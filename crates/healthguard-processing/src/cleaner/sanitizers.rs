//! Whitespace normalization for text columns.

use polars::prelude::*;
use tracing::debug;

use crate::error::Result;

/// Strip leading and trailing whitespace from every cell of every text column.
///
/// Non-text columns are left untouched. Returns the number of cells whose
/// value changed.
pub(crate) fn trim_text_columns(df: &mut DataFrame) -> Result<usize> {
    let column_names: Vec<String> = df
        .get_columns()
        .iter()
        .filter(|col| col.dtype() == &DataType::String)
        .map(|col| col.name().to_string())
        .collect();

    let mut trimmed_cells = 0usize;

    for col_name in &column_names {
        let series = df.column(col_name)?.as_materialized_series();
        let str_series = series.str()?;

        let mut changed = 0usize;
        let mut cleaned_values: Vec<Option<String>> = Vec::with_capacity(str_series.len());
        for opt_val in str_series.into_iter() {
            match opt_val {
                Some(val) => {
                    let cleaned = val.trim();
                    if cleaned.len() != val.len() {
                        changed += 1;
                    }
                    cleaned_values.push(Some(cleaned.to_string()));
                }
                None => cleaned_values.push(None),
            }
        }

        if changed > 0 {
            debug!(column = %col_name, changed, "trimmed whitespace");
            let cleaned_series = Series::new(col_name.as_str().into(), cleaned_values);
            df.replace(col_name, cleaned_series)?;
            trimmed_cells += changed;
        }
    }

    Ok(trimmed_cells)
}

#[cfg(test)]
mod tests {
    use super::*;

    #[test]
    fn test_trim_text_columns() {
        let mut df = df![
            "Name" => [Some("  John  "), Some("Ann"), None],
            "Age" => [30i64, 40, 50],
        ]
        .unwrap();

        let changed = trim_text_columns(&mut df).unwrap();

        assert_eq!(changed, 1);
        let names: Vec<Option<&str>> = df.column("Name").unwrap().str().unwrap().into_iter().collect();
        assert_eq!(names, vec![Some("John"), Some("Ann"), None]);
        assert_eq!(df.column("Age").unwrap().dtype(), &DataType::Int64);
    }

    #[test]
    fn test_trim_is_noop_on_clean_text() {
        let mut df = df!["Name" => ["Ann", "Bob"]].unwrap();
        assert_eq!(trim_text_columns(&mut df).unwrap(), 0);
    }

    #[test]
    fn test_trim_handles_tabs_and_newlines() {
        let mut df = df!["Note" => ["\tfasting\n"]].unwrap();
        trim_text_columns(&mut df).unwrap();
        assert_eq!(df.column("Note").unwrap().str().unwrap().get(0), Some("fasting"));
    }
}
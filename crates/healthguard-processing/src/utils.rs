//! Shared utilities for the dataset session.
//!
//! Helpers used by ingestion, cleaning and statistics so every stage agrees
//! on what counts as numeric, missing or text.

use polars::prelude::*;
use serde_json::{Number, Value};

// =============================================================================
// Data Type Utilities
// =============================================================================

/// Category of a data type for cleaning and statistics.
#[derive(Debug, Clone, Copy, PartialEq, Eq)]
pub enum DtypeCategory {
    /// Integer or floating point numbers
    Numeric,
    /// Boolean type
    Boolean,
    /// String/text type
    String,
    /// Other/unknown types
    Other,
}

/// Check if a DataType is numeric (integer or float).
#[inline]
pub fn is_numeric_dtype(dtype: &DataType) -> bool {
    matches!(
        dtype,
        DataType::Int8
            | DataType::Int16
            | DataType::Int32
            | DataType::Int64
            | DataType::UInt8
            | DataType::UInt16
            | DataType::UInt32
            | DataType::UInt64
            | DataType::Float32
            | DataType::Float64
    )
}

/// Check if a DataType is a floating point type.
#[inline]
pub fn is_float_dtype(dtype: &DataType) -> bool {
    matches!(dtype, DataType::Float32 | DataType::Float64)
}

/// Get the category of a DataType.
pub fn get_dtype_category(dtype: &DataType) -> DtypeCategory {
    if is_numeric_dtype(dtype) {
        DtypeCategory::Numeric
    } else if matches!(dtype, DataType::Boolean) {
        DtypeCategory::Boolean
    } else if matches!(dtype, DataType::String) {
        DtypeCategory::String
    } else {
        DtypeCategory::Other
    }
}

/// Declared type of a column as reported to callers ("Int64", "Float64", "String", ...).
pub fn dtype_label(dtype: &DataType) -> String {
    format!("{:?}", dtype)
}

// =============================================================================
// Cell Parsing Utilities
// =============================================================================

/// Text cells treated as missing when a table is ingested.
pub const NULL_TOKENS: [&str; 11] = [
    "", "NA", "N/A", "n/a", "NaN", "nan", "NULL", "null", "None", "#N/A", "<NA>",
];

/// Check if a raw text cell is a conventional null token.
///
/// Matching is exact, so `"na"` and `" NA "` are text.
pub fn is_null_token(s: &str) -> bool {
    NULL_TOKENS.contains(&s)
}

/// Parse a text cell as a number, ignoring surrounding whitespace.
///
/// Returns `None` for anything `f64` parsing rejects and for non-finite
/// results such as `"inf"`.
pub fn parse_numeric_cell(s: &str) -> Option<f64> {
    let trimmed = s.trim();
    if trimmed.is_empty() {
        return None;
    }
    trimmed.parse::<f64>().ok().filter(|v| v.is_finite())
}

// =============================================================================
// Series Transformation Utilities
// =============================================================================

/// Cast a numeric Series to `Float64`, turning NaN into null.
pub fn to_float_series(series: &Series) -> PolarsResult<Series> {
    let cast = series.cast(&DataType::Float64)?;
    let values: Vec<Option<f64>> = cast
        .f64()?
        .into_iter()
        .map(|v| v.filter(|x| !x.is_nan()))
        .collect();
    Ok(Series::new(series.name().clone(), values))
}

/// Fill null values in a numeric Series with a specific value.
///
/// The result is always `Float64`.
pub fn fill_numeric_nulls(series: &Series, fill_value: f64) -> PolarsResult<Series> {
    let cast = series.cast(&DataType::Float64)?;
    let values: Vec<Option<f64>> = cast
        .f64()?
        .into_iter()
        .map(|v| Some(v.unwrap_or(fill_value)))
        .collect();
    Ok(Series::new(series.name().clone(), values))
}

/// Convert a Polars `AnyValue` into a JSON value.
///
/// Nulls and non-finite floats become `null`; types without a JSON
/// counterpart are rendered with their `Display` form.
pub fn any_value_to_json(value: AnyValue) -> Value {
    match value {
        AnyValue::Null => Value::Null,
        AnyValue::Boolean(b) => Value::Bool(b),

        AnyValue::Int8(i) => Value::Number(i.into()),
        AnyValue::Int16(i) => Value::Number(i.into()),
        AnyValue::Int32(i) => Value::Number(i.into()),
        AnyValue::Int64(i) => Value::Number(i.into()),
        AnyValue::UInt8(u) => Value::Number(u.into()),
        AnyValue::UInt16(u) => Value::Number(u.into()),
        AnyValue::UInt32(u) => Value::Number(u.into()),
        AnyValue::UInt64(u) => Value::Number(u.into()),

        AnyValue::Float32(f) => Number::from_f64(f as f64)
            .map(Value::Number)
            .unwrap_or(Value::Null),
        AnyValue::Float64(f) => Number::from_f64(f)
            .map(Value::Number)
            .unwrap_or(Value::Null),

        AnyValue::String(s) => Value::String(s.to_string()),
        AnyValue::StringOwned(s) => Value::String(s.to_string()),

        _ => Value::String(format!("{}", value)),
    }
}

// =============================================================================
// Tests
// =============================================================================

* * * * *

● GOAL OF THE EXERCISE:
Copy out the entire listing above exactly.

● OUTPUT OF THE EXERCISE:
filename crates/healthguard-processing/src/cleaner/sanitizers.rs
//! Whitespace normalization for text columns.

use polars::prelude::*;
use tracing::debug;

use crate::error::Result;

/// Strip leading and trailing whitespace from every cell of every text column.
///
/// Non-text columns are left untouched. Returns the number of cells whose
/// value changed.
pub(crate) fn trim_text_columns(df: &mut DataFrame) -> Result<usize> {
    let column_names: Vec<String> = df
        .get_columns()
        .iter()
        .filter(|col| col.dtype() == &DataType::String)
        .map(|col| col.name().to_string())
        .collect();

    let mut trimmed_cells = 0usize;

    for col_name in &column_names {
        let series = df.column(col_name)?.as_materialized_series();
        let str_series = series.str()?;

        let mut changed = 0usize;
        let mut cleaned_values: Vec<Option<String>> = Vec::with_capacity(str_series.len());
        for opt_val in str_series.into_iter() {
            match opt_val {
                Some(val) => {
                    let cleaned = val.trim();
                    if cleaned.len() != val.len() {
                        changed += 1;
                    }
                    cleaned_values.push(Some(cleaned.to_string()));
                }
                None => cleaned_values.push(None),
            }
        }

        if changed > 0 {
            debug!(column = %col_name, changed, "trimmed whitespace");
            let cleaned_series = Series::new(col_name.as_str().into(), cleaned_values);
            df.replace(col_name, cleaned_series)?;
            trimmed_cells += changed;
        }
    }

    Ok(trimmed_cells)
}

#[cfg(test)]
mod tests {
    use super::*;

    #[test]
    fn test_trim_text_columns() {
        let mut df = df![
            "Name" => [Some("  John  "), Some("Ann"), None],
            "Age" => [30i64, 40, 50],
        ]
        .unwrap();

        let changed = trim_text_columns(&mut df).unwrap();

        assert_eq!(changed, 1);
        let names: Vec<Option<&str>> = df.column("Name").unwrap().str().unwrap().into_iter().collect();
        assert_eq!(names, vec![Some("John"), Some("Ann"), None]);
        assert_eq!(df.column("Age").unwrap().dtype(), &DataType::Int64);
    }

    #[test]
    fn test_trim_is_noop_on_clean_text() {
        let mut df = df!["Name" => ["Ann", "Bob"]].unwrap();
        assert_eq!(trim_text_columns(&mut df).unwrap(), 0);
    }

    #[test]
    fn test_trim_handles_tabs_and_newlines() {
        let mut df = df!["Note" => ["\tfasting\n"]].unwrap();
        trim_text_columns(&mut df).unwrap();
        assert_eq!(df.column("Note").unwrap().str().unwrap().get(0), Some("fasting"));
    }
}
filename crates/healthguard-processing/src/utils.rs
//! Shared utilities for the dataset session.
//!
//! Helpers used by ingestion, cleaning and statistics so every stage agrees
//! on what counts as numeric, missing or text.

use polars::prelude::*;
use serde_json::{Number, Value};

// =============================================================================
// Data Type Utilities
// =============================================================================

/// Category of a data type for cleaning and statistics.
#[derive(Debug, Clone, Copy, PartialEq, Eq)]
pub enum DtypeCategory {
    /// Integer or floating point numbers
    Numeric,
    /// Boolean type
    Boolean,
    /// String/text type
    String,
    /// Other/unknown types
    Other,
}

/// Check if a DataType is numeric (integer or float).
#[inline]
pub fn is_numeric_dtype(dtype: &DataType) -> bool {
    matches!(
        dtype,
        DataType::Int8
            | DataType::Int16
            | DataType::Int32
            | DataType::Int64
            | DataType::UInt8
            | DataType::UInt16
            | DataType::UInt32
            | DataType::UInt64
            | DataType::Float32
            | DataType::Float64
    )
}

/// Check if a DataType is a floating point type.
#[inline]
pub fn is_float_dtype(dtype: &DataType) -> bool {
    matches!(dtype, DataType::Float32 | DataType::Float64)
}

/// Get the category of a DataType.
pub fn get_dtype_category(dtype: &DataType) -> DtypeCategory {
    if is_numeric_dtype(dtype) {
        DtypeCategory::Numeric
    } else if matches!(dtype, DataType::Boolean) {
        DtypeCategory::Boolean
    } else if matches!(dtype, DataType::String) {
        DtypeCategory::String
    } else {
        DtypeCategory::Other
    }
}

/// Declared type of a column as reported to callers ("Int64", "Float64", "String", ...).
pub fn dtype_label(dtype: &DataType) -> String {
    format!("{:?}", dtype)
}

// =============================================================================
// Cell Parsing Utilities
// =============================================================================

/// Text cells treated as missing when a table is ingested.
pub const NULL_TOKENS: [&str; 11] = [
    "", "NA", "N/A", "n/a", "NaN", "nan", "NULL", "null", "None", "#N/A", "<NA>",
];

/// Check if a raw text cell is a conventional null token.
///
/// Matching is exact, so `"na"` and `" NA "` are text.
pub fn is_null_token(s: &str) -> bool {
    NULL_TOKENS.contains(&s)
}

/// Parse a text cell as a number, ignoring surrounding whitespace.
///
/// Returns `None` for anything `f64` parsing rejects and for non-finite
/// results such as `"inf"`.
pub fn parse_numeric_cell(s: &str) -> Option<f64> {
    let trimmed = s.trim();
    if trimmed.is_empty() {
        return None;
    }
    trimmed.parse::<f64>().ok().filter(|v| v.is_finite())
}

// =============================================================================
// Series Transformation Utilities
// =============================================================================

/// Cast a numeric Series to `Float64`, turning NaN into null.
pub fn to_float_series(series: &Series) -> PolarsResult<Series> {
    let cast = series.cast(&DataType::Float64)?;
    let values: Vec<Option<f64>> = cast
        .f64()?
        .into_iter()
        .map(|v| v.filter(|x| !x.is_nan()))
        .collect();
    Ok(Series::new(series.name().clone(), values))
}

/// Fill null values in a numeric Series with a specific value.
///
/// The result is always `Float64`.
pub fn fill_numeric_nulls(series: &Series, fill_value: f64) -> PolarsResult<Series> {
    let cast = series.cast(&DataType::Float64)?;
    let values: Vec<Option<f64>> = cast
        .f64()?
        .into_iter()
        .map(|v| Some(v.unwrap_or(fill_value)))
        .collect();
    Ok(Series::new(series.name().clone(), values))
}

/// Convert a Polars `AnyValue` into a JSON value.
///
/// Nulls and non-finite floats become `null`; types without a JSON
/// counterpart are rendered with their `Display` form.
pub fn any_value_to_json(value: AnyValue) -> Value {
    match value {
        AnyValue::Null => Value::Null,
        AnyValue::Boolean(b) => Value::Bool(b),

        AnyValue::Int8(i) => Value::Number(i.into()),
        AnyValue::Int16(i) => Value::Number(i.into()),
        AnyValue::Int32(i) => Value::Number(i.into()),
        AnyValue::Int64(i) => Value::Number(i.into()),
        AnyValue::UInt8(u) => Value::Number(u.into()),
        AnyValue::UInt16(u) => Value::Number(u.into()),
        AnyValue::UInt32(u) => Value::Number(u.into()),
        AnyValue::UInt64(u) => Value::Number(u.into()),

        AnyValue::Float32(f) => Number::from_f64(f as f64)
            .map(Value::Number)
            .unwrap_or(Value::Null),
        AnyValue::Float64(f) => Number::from_f64(f)
            .map(Value::Number)
            .unwrap_or(Value::Null),

        AnyValue::String(s) => Value::String(s.to_string()),
        AnyValue::StringOwned(s) => Value::String(s.to_string()),

        _ => Value::String(format!("{}", value)),
    }
}

// =============================================================================
// Tests
// =============================================================================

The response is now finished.